This week, Pixar and Disney unspool their sixth computer-animated feature, “The Incredibles,” which is generating buzz that is indeed incredible. Add that to DreamWorks’ success with “Shrek 2” (the third highest grossing feature film of all time) and “Shark Tale,” and 2004 could be remembered as the year of the CGI toon.
A new load of these pics is due out next year from Sony, Fox and Disney (including its first CGI without Pixar). DreamWorks Animation’s IPO last week surged 38% on its first day of trading Oct. 28.
Despite this CGI gold rush, animators’ salaries are generally down from a decade ago, and the employment picture is not too rosy.
That’s because there’s an abundance of animator talent left over from the last toon boom, as well as a growing number of animators learning on the fly. And CGI animation work is increasingly technology-intensive, not labor-intensive.
Fox’s animation division, which acquired CGI company Blue Sky in 1997, employs only about 250. Even ultra-successful Pixar employs 70 full-time professional animators.
Companies are hiring, however. As Pixar ups its release sked to a new feature every year, it is quadrupling its staff of animators. Disney is currently recruiting in London.
But with CGI the main game in town, applicants don’t necessarily have artistic and storytelling skills so much as they know how to operate animation software like Maya — a skill that can be mastered in a couple years’ time, as compared to the lifetime it took traditional animators to hone their craft.
“The market is diluted with people who can manipulate a computer. They have great technique, but they aren’t artistic geniuses, like the guys who did ‘Snow White,’ ” says one animator. “They’ve flooded the market and lowered prices. There are different skill sets between traditional and CGI animators.”
Further dimming prospects: While CGI animation is largely U.S.-based (followed by Canada and the U.K.), there is the looming prospect of outsourcing.
“Animation talent is much less expensive than it used to be,” says Jeff Kleiser, prez of animation house Kleiser-Walczak. “And you don’t have to have 150 animators on staff every day working on a movie.”
Despite the pressures, many animators see CGI as their employment savior. Nearly all current 2D (i.e., cel) animation, which is being done primarily for TV and direct-to-DVD projects, is being outsourced to Asia.
“Because CG is newer, there’s less of a talent force around the world,” says computer-animation vet Hoyt Yeatman.
He concedes, however, that “there are some pockets of them. It’s only a matter of time before outsourcing will be a big part of the CGI business.”
LucasFilm, for instance, is prepping for its move into computer animation with a new facility in Singapore.
Things are better than a few years ago, but not nearly where they were 10 years ago.

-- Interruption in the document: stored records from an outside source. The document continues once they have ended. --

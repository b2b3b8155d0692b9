//! Connection manager: one transport, three loops, one reconnection at a time.
//!
//! ```text
//!                 ┌──────────── reader ────────────┐
//! Transport ◄─────┤                                ├──► MessageStream
//!                 └── writer ◄── outbound queue    │
//!                        │                         │
//!                        └── failures ──► reconnect┘
//! ```
//!
//! [`Connection::open`] re-opens the transport and starts the reader, writer
//! and reconnect tasks. Read and write failures become `Message::Err` values
//! and reconnection requests; the application never has to re-open anything.
//! [`Connection::close`] stops all three tasks and closes the transport once.

mod context;
mod reader;
mod reconnect;
mod writer;

pub use reconnect::RECONNECT_INTERVAL;

use crate::config::Config;
use crate::error::{LinkError, LinkResult};
use crate::framing::LineFramer;
use crate::message::{self, MessageStream};
use crate::port::{PortError, SerialTransport, Transport};
use context::LinkContext;
use parking_lot::Mutex;
use std::sync::atomic::{AtomicBool, Ordering};
use std::sync::Arc;
use std::time::Duration;
use tokio::sync::{mpsc, Semaphore};
use tokio::task::JoinHandle;
use tokio_util::sync::CancellationToken;
use tracing::{debug, info};

/// Framing and pacing parameters for a connection.
#[derive(Debug, Clone, PartialEq, Eq)]
pub struct LinkOptions {
    /// Minimum spacing between two successive writes.
    pub write_interval: Duration,
    /// Terminates inbound lines; must not be empty.
    pub read_delimiter: String,
    /// Appended to every outbound line.
    pub write_delimiter: String,
    /// Delay between failed reopen attempts.
    pub reconnect_interval: Duration,
}

impl Default for LinkOptions {
    fn default() -> Self {
        Self {
            write_interval: Duration::ZERO,
            read_delimiter: "\n".to_string(),
            write_delimiter: "\n".to_string(),
            reconnect_interval: RECONNECT_INTERVAL,
        }
    }
}

impl LinkOptions {
    pub fn with_write_interval(mut self, interval: Duration) -> Self {
        self.write_interval = interval;
        self
    }

    pub fn with_read_delimiter(mut self, delimiter: impl Into<String>) -> Self {
        self.read_delimiter = delimiter.into();
        self
    }

    pub fn with_write_delimiter(mut self, delimiter: impl Into<String>) -> Self {
        self.write_delimiter = delimiter.into();
        self
    }

    pub fn with_reconnect_interval(mut self, interval: Duration) -> Self {
        self.reconnect_interval = interval;
        self
    }
}

/// Handle to a running link.
///
/// Dropping the handle cancels the loops but does not close the transport;
/// call [`close`](Self::close) for an orderly shutdown.
pub struct Connection {
    transport: Arc<dyn Transport>,
    cancel: CancellationToken,
    closing: Arc<AtomicBool>,
    gate: Arc<Semaphore>,
    /// Fired once the first `close` has finished tearing down.
    closed: CancellationToken,
    tasks: Mutex<Vec<JoinHandle<()>>>,
}

impl Connection {
    /// Open `transport` and start the reader, writer and reconnect loops.
    ///
    /// Strings received on `input` are written with the write delimiter
    /// appended. Inbound lines and link errors arrive on the returned stream,
    /// which must be drained: delivery is unbuffered.
    ///
    /// Fails without starting anything if the initial open fails.
    pub async fn open<T>(
        transport: T,
        input: mpsc::Receiver<String>,
        options: LinkOptions,
    ) -> LinkResult<(Self, MessageStream)>
    where
        T: Transport + 'static,
    {
        let framer = LineFramer::new(&options.read_delimiter).ok_or(LinkError::EmptyDelimiter)?;
        let transport: Arc<dyn Transport> = Arc::new(transport);
        transport.reopen().await.map_err(LinkError::Open)?;

        let (messages, stream) = message::channel();
        let (requests, requests_rx) = mpsc::channel(1);
        let ctx = LinkContext {
            transport: Arc::clone(&transport),
            cancel: CancellationToken::new(),
            closing: Arc::new(AtomicBool::new(false)),
            gate: Arc::new(Semaphore::new(1)),
            messages,
            requests,
        };

        let tasks = vec![
            tokio::spawn(reconnect::run(
                ctx.clone(),
                requests_rx,
                options.reconnect_interval,
            )),
            tokio::spawn(reader::run(ctx.clone(), framer)),
            tokio::spawn(writer::run(
                ctx.clone(),
                input,
                options.write_interval,
                options.write_delimiter,
            )),
        ];

        info!(transport = transport.name(), "link open");
        let connection = Self {
            transport,
            cancel: ctx.cancel,
            closing: ctx.closing,
            gate: ctx.gate,
            closed: CancellationToken::new(),
            tasks: Mutex::new(tasks),
        };
        Ok((connection, stream))
    }

    /// Open the serial device described by `config`.
    pub async fn open_serial(
        config: &Config,
        input: mpsc::Receiver<String>,
    ) -> LinkResult<(Self, MessageStream)> {
        config.validate()?;
        let transport = SerialTransport::new(
            config.serial.device.clone(),
            config.serial.port_configuration(),
        );
        Self::open(transport, input, config.link.link_options()).await
    }

    /// Stop all loops and close the transport.
    ///
    /// Only the first call tears the link down. Later or concurrent calls
    /// wait until that teardown has finished, then return `Ok(())`.
    pub async fn close(&self) -> LinkResult<()> {
        if self.closing.swap(true, Ordering::AcqRel) {
            debug!(transport = self.transport.name(), "close already requested");
            self.closed.cancelled().await;
            return Ok(());
        }
        self.cancel.cancel();

        // Waits out an in-flight reopen.
        let _gate = self.gate.acquire().await;

        let tasks = std::mem::take(&mut *self.tasks.lock());
        let mut task_error = None;
        for task in tasks {
            if let Err(err) = task.await {
                task_error.get_or_insert(err);
            }
        }

        let transport_closed = match self.transport.close().await {
            Ok(()) | Err(PortError::NotConnected) => Ok(()),
            Err(err) => Err(LinkError::Close(err)),
        };
        info!(transport = self.transport.name(), "link closed");
        self.closed.cancel();

        match task_error {
            Some(err) => Err(LinkError::Task(err)),
            None => transport_closed,
        }
    }

    /// Whether [`close`](Self::close) has been called.
    pub fn is_closing(&self) -> bool {
        self.closing.load(Ordering::Acquire)
    }

    pub fn transport_name(&self) -> &str {
        self.transport.name()
    }
}

impl Drop for Connection {
    fn drop(&mut self) {
        self.cancel.cancel();
    }
}

impl std::fmt::Debug for Connection {
    fn fmt(&self, f: &mut std::fmt::Formatter<'_>) -> std::fmt::Result {
        f.debug_struct("Connection")
            .field("transport", &self.transport)
            .field("closing", &self.is_closing())
            .finish()
    }
}

#[cfg(test)]
mod tests {
    use super::*;
    use crate::port::MockTransport;

    #[test]
    fn test_default_options() {
        let options = LinkOptions::default();
        assert_eq!(options.write_interval, Duration::ZERO);
        assert_eq!(options.read_delimiter, "\n");
        assert_eq!(options.write_delimiter, "\n");
        assert_eq!(options.reconnect_interval, Duration::from_millis(100));
    }

    #[test]
    fn test_option_builders() {
        let options = LinkOptions::default()
            .with_write_interval(Duration::from_millis(5))
            .with_read_delimiter("\r\n")
            .with_write_delimiter("\r")
            .with_reconnect_interval(Duration::from_millis(250));
        assert_eq!(options.write_interval, Duration::from_millis(5));
        assert_eq!(options.read_delimiter, "\r\n");
        assert_eq!(options.write_delimiter, "\r");
        assert_eq!(options.reconnect_interval, Duration::from_millis(250));
    }

    #[tokio::test]
    async fn test_empty_read_delimiter_rejected() {
        let port = MockTransport::new("MOCK0");
        let (_tx, rx) = mpsc::channel(1);
        let result = Connection::open(
            port.clone(),
            rx,
            LinkOptions::default().with_read_delimiter(""),
        )
        .await;
        assert!(matches!(result, Err(LinkError::EmptyDelimiter)));
        assert_eq!(port.reopen_calls(), 0);
    }

    #[tokio::test]
    async fn test_close_twice_closes_transport_once() {
        let port = MockTransport::new("MOCK0");
        let (_tx, rx) = mpsc::channel(1);
        let (connection, _stream) = Connection::open(port.clone(), rx, LinkOptions::default())
            .await
            .unwrap();

        connection.close().await.unwrap();
        assert!(connection.is_closing());
        connection.close().await.unwrap();
        assert_eq!(port.close_calls(), 1);
        assert!(!port.is_open());
    }

    #[tokio::test]
    async fn test_concurrent_close_waits_for_teardown() {
        let port = MockTransport::new("MOCK0");
        let (_tx, rx) = mpsc::channel(1);
        let (connection, _stream) = Connection::open(port.clone(), rx, LinkOptions::default())
            .await
            .unwrap();

        let second = async {
            connection.close().await.unwrap();
            port.is_open()
        };
        let (first, open_after_second) = tokio::join!(connection.close(), second);

        first.unwrap();
        assert!(!open_after_second, "second close returned before teardown");
        assert_eq!(port.close_calls(), 1);
    }
}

Animation salaries and jobs rocketed in the mid-1990s, when the industry, led by Disney, resurged with hits like “The Lion King” and “Aladdin.”
The peak was in 1996, with 3000 members of the Animation Guild. After Disney closed its traditional animation facilities between 2000 and 2003, resulting in the loss of 825 jobs, membership dropped to 1,500. Today, the guild has about 1,900 members, 80% of whom are working. Television animators say pay has fallen, with most making under $90,000 per year, as opposed to a few years ago when many talented craftspeople made more than $100,000.
On the feature front, union minimum wage for a CGI animator is $1,375.32 per week. (Pixar employees aren’t unionized, but are believed to be compensated very well.)
Another reality of the industry is the increasingly itinerant nature of the animation profession.
Though the big studios are still doing most of their work inhouse, the CGI biz is starting to mimic the live-action landscape, where individuals come together on a project and then disband.
“Just like the live action studio system, people in animation are now working film by film like itinerant workers,” notes Michael Scroggins, director of the experimental animation computer labs at CalArts. “There’s not a core of people at animation studios anymore.”
The professor notes, though, that other opportunities are on the rise for animators willing to look outside of features.
Vidgame companies are looking for animators to help design characters and create cartoon-like interstitials in games.
Another more splashy development is animation directors making the leap into live-action. “Shrek” director Andrew Adamson is directing “The Lion, the Witch and the Wardrobe,” an effects-heavy pic.